TO DO
Retrieve every line of the data holding the word "port".

WORKING DATA
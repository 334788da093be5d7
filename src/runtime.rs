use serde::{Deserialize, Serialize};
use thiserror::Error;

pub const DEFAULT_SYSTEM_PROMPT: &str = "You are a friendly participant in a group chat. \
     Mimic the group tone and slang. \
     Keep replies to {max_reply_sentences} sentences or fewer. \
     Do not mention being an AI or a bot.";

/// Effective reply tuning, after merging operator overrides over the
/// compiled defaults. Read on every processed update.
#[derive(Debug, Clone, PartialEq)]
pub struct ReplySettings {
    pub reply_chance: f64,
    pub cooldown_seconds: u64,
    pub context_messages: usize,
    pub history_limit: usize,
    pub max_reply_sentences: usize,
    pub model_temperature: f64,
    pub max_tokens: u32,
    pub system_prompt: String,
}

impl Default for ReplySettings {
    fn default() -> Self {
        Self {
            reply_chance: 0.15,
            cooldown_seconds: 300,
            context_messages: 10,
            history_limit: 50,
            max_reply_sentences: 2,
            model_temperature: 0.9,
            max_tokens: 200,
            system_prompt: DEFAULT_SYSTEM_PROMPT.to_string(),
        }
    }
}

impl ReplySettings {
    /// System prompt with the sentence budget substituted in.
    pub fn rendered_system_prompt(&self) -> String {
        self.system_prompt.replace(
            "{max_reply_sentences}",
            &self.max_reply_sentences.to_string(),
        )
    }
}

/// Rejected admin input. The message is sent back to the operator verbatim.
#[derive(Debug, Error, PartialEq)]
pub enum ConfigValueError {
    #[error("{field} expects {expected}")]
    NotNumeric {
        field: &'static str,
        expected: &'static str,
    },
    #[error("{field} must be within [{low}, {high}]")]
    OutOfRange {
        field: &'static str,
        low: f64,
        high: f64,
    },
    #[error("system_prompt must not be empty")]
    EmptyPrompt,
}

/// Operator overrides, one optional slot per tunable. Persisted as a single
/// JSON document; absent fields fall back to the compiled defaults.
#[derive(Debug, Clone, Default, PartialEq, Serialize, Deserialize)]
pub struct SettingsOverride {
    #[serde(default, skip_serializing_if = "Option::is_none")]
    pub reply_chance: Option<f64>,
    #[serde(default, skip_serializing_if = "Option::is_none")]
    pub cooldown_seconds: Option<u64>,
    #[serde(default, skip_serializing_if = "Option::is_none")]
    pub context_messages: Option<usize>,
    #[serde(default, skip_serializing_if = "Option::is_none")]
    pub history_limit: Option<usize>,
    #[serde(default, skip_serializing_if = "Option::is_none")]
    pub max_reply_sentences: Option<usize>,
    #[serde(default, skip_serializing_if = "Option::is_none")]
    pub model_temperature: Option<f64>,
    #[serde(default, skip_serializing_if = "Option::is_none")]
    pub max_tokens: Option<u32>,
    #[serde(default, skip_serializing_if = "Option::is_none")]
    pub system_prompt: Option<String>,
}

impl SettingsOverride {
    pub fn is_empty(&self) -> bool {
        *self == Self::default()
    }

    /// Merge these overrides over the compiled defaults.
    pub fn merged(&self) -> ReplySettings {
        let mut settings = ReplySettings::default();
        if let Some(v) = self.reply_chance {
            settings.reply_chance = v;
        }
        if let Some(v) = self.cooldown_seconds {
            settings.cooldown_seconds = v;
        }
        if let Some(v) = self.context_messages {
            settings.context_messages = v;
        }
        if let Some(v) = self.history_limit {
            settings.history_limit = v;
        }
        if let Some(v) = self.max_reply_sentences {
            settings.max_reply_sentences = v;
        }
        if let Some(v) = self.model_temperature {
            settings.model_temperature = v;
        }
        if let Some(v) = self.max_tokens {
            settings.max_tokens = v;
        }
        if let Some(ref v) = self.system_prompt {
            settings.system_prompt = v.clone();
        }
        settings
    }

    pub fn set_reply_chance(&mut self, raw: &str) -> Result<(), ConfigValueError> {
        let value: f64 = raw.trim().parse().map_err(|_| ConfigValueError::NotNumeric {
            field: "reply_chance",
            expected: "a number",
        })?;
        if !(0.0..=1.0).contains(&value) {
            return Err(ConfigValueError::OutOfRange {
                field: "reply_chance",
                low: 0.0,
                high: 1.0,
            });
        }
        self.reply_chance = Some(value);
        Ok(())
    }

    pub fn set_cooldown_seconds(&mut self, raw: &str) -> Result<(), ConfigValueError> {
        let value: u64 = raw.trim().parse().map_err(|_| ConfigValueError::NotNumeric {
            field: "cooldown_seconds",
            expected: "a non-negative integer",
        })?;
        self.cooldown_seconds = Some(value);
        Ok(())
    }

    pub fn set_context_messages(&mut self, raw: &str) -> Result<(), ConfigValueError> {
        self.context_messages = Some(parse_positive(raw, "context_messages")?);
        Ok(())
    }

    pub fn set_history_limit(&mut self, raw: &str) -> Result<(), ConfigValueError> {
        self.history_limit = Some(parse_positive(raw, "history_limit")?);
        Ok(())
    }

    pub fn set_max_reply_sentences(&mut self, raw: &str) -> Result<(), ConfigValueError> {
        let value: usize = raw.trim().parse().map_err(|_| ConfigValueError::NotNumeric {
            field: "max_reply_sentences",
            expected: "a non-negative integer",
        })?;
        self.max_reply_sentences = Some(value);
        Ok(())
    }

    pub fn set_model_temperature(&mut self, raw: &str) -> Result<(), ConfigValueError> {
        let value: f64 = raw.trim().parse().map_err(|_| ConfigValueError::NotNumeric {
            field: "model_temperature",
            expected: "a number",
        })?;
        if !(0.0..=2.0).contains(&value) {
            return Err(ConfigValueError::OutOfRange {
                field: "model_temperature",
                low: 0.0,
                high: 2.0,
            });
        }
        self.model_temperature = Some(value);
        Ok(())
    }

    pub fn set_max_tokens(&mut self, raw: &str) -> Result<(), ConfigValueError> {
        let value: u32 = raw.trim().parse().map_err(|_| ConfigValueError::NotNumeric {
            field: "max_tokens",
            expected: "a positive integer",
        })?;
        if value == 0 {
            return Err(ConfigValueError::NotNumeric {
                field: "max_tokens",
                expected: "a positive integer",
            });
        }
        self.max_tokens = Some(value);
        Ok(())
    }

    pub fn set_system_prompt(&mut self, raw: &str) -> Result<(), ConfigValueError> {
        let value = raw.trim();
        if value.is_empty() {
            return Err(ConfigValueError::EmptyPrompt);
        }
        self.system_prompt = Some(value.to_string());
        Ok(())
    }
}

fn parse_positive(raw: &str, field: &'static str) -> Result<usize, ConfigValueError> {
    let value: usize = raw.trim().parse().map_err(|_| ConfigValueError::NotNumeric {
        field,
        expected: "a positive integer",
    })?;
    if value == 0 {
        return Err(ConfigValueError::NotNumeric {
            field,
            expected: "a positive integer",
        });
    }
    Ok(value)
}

* * *

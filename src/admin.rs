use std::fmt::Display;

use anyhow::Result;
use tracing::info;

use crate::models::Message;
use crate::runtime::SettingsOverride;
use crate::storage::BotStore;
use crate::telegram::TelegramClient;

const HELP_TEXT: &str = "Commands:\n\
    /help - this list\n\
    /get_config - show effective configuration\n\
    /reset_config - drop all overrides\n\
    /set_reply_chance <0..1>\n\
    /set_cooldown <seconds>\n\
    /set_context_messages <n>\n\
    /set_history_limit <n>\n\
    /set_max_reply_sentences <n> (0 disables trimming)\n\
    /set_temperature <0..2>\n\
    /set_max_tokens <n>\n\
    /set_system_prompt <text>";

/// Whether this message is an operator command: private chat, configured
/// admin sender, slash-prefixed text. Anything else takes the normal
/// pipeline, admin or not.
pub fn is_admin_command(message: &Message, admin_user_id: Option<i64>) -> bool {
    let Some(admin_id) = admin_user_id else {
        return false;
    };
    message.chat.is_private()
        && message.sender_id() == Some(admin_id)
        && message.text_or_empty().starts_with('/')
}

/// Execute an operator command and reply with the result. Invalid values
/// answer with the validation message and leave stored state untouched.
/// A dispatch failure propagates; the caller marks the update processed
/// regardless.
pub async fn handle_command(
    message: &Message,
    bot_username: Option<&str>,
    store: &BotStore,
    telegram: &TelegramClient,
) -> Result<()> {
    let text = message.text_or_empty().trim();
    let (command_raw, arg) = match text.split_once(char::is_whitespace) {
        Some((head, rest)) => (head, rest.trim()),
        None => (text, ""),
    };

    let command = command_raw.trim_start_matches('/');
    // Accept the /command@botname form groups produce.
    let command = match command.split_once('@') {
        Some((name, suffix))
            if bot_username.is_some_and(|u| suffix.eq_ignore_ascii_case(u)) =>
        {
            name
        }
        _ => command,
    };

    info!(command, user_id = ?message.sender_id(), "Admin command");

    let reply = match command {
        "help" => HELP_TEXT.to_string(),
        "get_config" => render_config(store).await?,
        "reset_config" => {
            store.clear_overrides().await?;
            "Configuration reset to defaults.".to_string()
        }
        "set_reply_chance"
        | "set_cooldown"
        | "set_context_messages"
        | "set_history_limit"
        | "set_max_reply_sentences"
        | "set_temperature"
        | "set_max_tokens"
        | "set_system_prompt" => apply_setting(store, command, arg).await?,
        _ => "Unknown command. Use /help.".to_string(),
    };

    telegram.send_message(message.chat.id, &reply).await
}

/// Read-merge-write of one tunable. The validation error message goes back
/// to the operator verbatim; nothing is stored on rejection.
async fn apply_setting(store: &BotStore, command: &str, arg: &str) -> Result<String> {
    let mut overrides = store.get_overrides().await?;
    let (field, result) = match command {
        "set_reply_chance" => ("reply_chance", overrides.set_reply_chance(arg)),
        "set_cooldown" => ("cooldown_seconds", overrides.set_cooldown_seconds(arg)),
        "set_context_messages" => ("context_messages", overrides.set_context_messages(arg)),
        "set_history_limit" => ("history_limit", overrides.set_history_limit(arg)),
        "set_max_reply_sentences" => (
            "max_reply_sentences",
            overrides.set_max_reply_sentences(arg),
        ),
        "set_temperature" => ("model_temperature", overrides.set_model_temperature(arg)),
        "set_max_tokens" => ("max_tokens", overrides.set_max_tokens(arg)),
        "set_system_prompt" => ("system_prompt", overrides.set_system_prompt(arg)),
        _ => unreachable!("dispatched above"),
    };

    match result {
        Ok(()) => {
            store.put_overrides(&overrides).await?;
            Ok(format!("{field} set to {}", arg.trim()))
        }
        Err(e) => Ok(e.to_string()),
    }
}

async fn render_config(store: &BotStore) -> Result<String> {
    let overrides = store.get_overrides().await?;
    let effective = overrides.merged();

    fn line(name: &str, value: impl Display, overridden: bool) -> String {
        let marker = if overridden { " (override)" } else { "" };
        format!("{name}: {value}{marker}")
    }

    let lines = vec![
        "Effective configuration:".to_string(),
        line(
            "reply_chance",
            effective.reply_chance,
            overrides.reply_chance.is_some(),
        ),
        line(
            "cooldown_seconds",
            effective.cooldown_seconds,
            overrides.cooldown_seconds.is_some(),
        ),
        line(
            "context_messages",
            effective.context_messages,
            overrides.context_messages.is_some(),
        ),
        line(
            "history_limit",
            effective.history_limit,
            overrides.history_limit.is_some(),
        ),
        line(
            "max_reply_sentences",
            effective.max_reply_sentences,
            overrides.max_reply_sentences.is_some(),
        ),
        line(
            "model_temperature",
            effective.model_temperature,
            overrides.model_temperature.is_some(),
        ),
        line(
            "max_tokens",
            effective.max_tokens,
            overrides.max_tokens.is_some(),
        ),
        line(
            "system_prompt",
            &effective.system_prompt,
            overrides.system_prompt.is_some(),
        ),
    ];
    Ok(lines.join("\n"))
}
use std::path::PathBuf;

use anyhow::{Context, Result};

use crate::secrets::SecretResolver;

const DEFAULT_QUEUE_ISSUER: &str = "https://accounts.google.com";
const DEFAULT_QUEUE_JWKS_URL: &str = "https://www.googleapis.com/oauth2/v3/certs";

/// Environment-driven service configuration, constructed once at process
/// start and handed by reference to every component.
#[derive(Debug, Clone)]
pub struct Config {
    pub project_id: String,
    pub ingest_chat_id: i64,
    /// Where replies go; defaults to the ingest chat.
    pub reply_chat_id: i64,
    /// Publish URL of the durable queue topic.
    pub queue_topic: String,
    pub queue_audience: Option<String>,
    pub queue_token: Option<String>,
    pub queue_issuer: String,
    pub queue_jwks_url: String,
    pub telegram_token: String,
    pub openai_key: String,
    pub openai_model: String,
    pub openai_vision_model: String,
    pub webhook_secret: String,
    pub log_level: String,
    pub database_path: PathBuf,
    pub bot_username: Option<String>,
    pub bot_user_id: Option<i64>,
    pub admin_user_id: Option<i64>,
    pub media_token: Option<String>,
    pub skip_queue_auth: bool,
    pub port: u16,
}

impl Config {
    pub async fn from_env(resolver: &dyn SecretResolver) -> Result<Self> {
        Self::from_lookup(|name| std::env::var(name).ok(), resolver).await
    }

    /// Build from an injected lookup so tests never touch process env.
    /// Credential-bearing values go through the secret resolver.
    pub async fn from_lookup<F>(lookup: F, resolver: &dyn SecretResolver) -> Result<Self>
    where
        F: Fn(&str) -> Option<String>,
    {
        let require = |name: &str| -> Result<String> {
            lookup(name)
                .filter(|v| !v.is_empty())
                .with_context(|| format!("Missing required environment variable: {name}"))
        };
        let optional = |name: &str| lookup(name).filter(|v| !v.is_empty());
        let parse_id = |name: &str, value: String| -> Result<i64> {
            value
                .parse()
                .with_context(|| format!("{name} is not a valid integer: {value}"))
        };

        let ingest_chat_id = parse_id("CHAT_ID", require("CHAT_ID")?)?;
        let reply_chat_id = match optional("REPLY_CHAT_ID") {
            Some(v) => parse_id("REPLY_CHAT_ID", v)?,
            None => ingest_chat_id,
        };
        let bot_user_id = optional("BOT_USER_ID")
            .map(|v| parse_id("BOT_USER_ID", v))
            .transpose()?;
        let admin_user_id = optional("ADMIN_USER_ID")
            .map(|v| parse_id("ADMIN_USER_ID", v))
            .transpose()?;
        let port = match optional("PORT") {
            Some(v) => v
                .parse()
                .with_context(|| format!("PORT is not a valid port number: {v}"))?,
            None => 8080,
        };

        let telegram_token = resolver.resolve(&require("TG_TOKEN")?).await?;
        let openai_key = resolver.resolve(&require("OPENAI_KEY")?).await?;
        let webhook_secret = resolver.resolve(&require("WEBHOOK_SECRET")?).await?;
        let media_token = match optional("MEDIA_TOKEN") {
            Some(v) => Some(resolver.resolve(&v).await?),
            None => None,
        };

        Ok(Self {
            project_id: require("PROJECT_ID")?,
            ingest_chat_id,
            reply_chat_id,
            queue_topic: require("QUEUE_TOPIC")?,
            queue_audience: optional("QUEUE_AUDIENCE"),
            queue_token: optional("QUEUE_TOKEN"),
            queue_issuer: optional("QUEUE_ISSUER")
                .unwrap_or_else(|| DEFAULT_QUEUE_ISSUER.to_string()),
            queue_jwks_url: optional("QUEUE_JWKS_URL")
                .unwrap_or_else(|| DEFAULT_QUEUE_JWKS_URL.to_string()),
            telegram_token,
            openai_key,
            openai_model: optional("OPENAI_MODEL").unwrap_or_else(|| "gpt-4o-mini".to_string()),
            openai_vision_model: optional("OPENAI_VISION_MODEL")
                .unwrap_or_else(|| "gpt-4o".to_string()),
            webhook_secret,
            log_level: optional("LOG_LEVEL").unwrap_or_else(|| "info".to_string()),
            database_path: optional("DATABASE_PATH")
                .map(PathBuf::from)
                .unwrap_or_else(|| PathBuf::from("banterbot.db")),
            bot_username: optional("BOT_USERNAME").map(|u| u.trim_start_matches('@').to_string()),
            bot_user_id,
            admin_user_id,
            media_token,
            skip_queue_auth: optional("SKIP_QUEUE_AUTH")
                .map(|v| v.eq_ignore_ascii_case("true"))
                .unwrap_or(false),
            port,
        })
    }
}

---

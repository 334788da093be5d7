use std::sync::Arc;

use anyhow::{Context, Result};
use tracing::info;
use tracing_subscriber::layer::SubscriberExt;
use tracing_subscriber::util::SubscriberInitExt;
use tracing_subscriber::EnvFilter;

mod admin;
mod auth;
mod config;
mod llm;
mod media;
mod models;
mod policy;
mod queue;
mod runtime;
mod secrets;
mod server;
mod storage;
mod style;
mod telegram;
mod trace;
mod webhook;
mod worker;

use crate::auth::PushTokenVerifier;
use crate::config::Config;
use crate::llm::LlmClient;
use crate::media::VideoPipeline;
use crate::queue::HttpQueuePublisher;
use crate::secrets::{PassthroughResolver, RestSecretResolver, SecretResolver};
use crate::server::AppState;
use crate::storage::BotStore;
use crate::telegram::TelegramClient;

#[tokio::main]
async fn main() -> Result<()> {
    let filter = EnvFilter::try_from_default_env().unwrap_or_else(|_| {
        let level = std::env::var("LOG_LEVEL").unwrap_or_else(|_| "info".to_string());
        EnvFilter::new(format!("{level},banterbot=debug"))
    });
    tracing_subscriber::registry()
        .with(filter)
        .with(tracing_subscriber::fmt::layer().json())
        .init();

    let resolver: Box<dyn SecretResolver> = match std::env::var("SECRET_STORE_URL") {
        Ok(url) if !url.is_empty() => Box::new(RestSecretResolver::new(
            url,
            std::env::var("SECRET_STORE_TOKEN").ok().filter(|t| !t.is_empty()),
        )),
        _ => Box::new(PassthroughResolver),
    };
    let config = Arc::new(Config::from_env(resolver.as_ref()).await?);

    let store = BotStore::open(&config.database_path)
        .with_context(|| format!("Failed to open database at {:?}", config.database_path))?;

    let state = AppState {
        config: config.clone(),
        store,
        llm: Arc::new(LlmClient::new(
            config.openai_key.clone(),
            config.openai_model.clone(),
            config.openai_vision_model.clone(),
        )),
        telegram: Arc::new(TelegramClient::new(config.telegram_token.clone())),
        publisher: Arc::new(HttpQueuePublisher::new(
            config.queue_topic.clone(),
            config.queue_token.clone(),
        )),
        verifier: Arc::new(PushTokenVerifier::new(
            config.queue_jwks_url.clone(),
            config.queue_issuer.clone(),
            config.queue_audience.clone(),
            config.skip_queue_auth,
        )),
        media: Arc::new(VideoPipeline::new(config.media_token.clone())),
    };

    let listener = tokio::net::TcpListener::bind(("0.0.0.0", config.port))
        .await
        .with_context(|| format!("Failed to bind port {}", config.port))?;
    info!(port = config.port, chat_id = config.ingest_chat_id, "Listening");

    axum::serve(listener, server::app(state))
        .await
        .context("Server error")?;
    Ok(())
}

EXERCISE SOLUTION
    pub port: u16,
        let port = match optional("PORT") {
                .with_context(|| format!("PORT is not a valid port number: {v}"))?,
            port,
    let listener = tokio::net::TcpListener::bind(("0.0.0.0", config.port))
        .with_context(|| format!("Failed to bind port {}", config.port))?;
    info!(port = config.port, chat_id = config.ingest_chat_id, "Listening");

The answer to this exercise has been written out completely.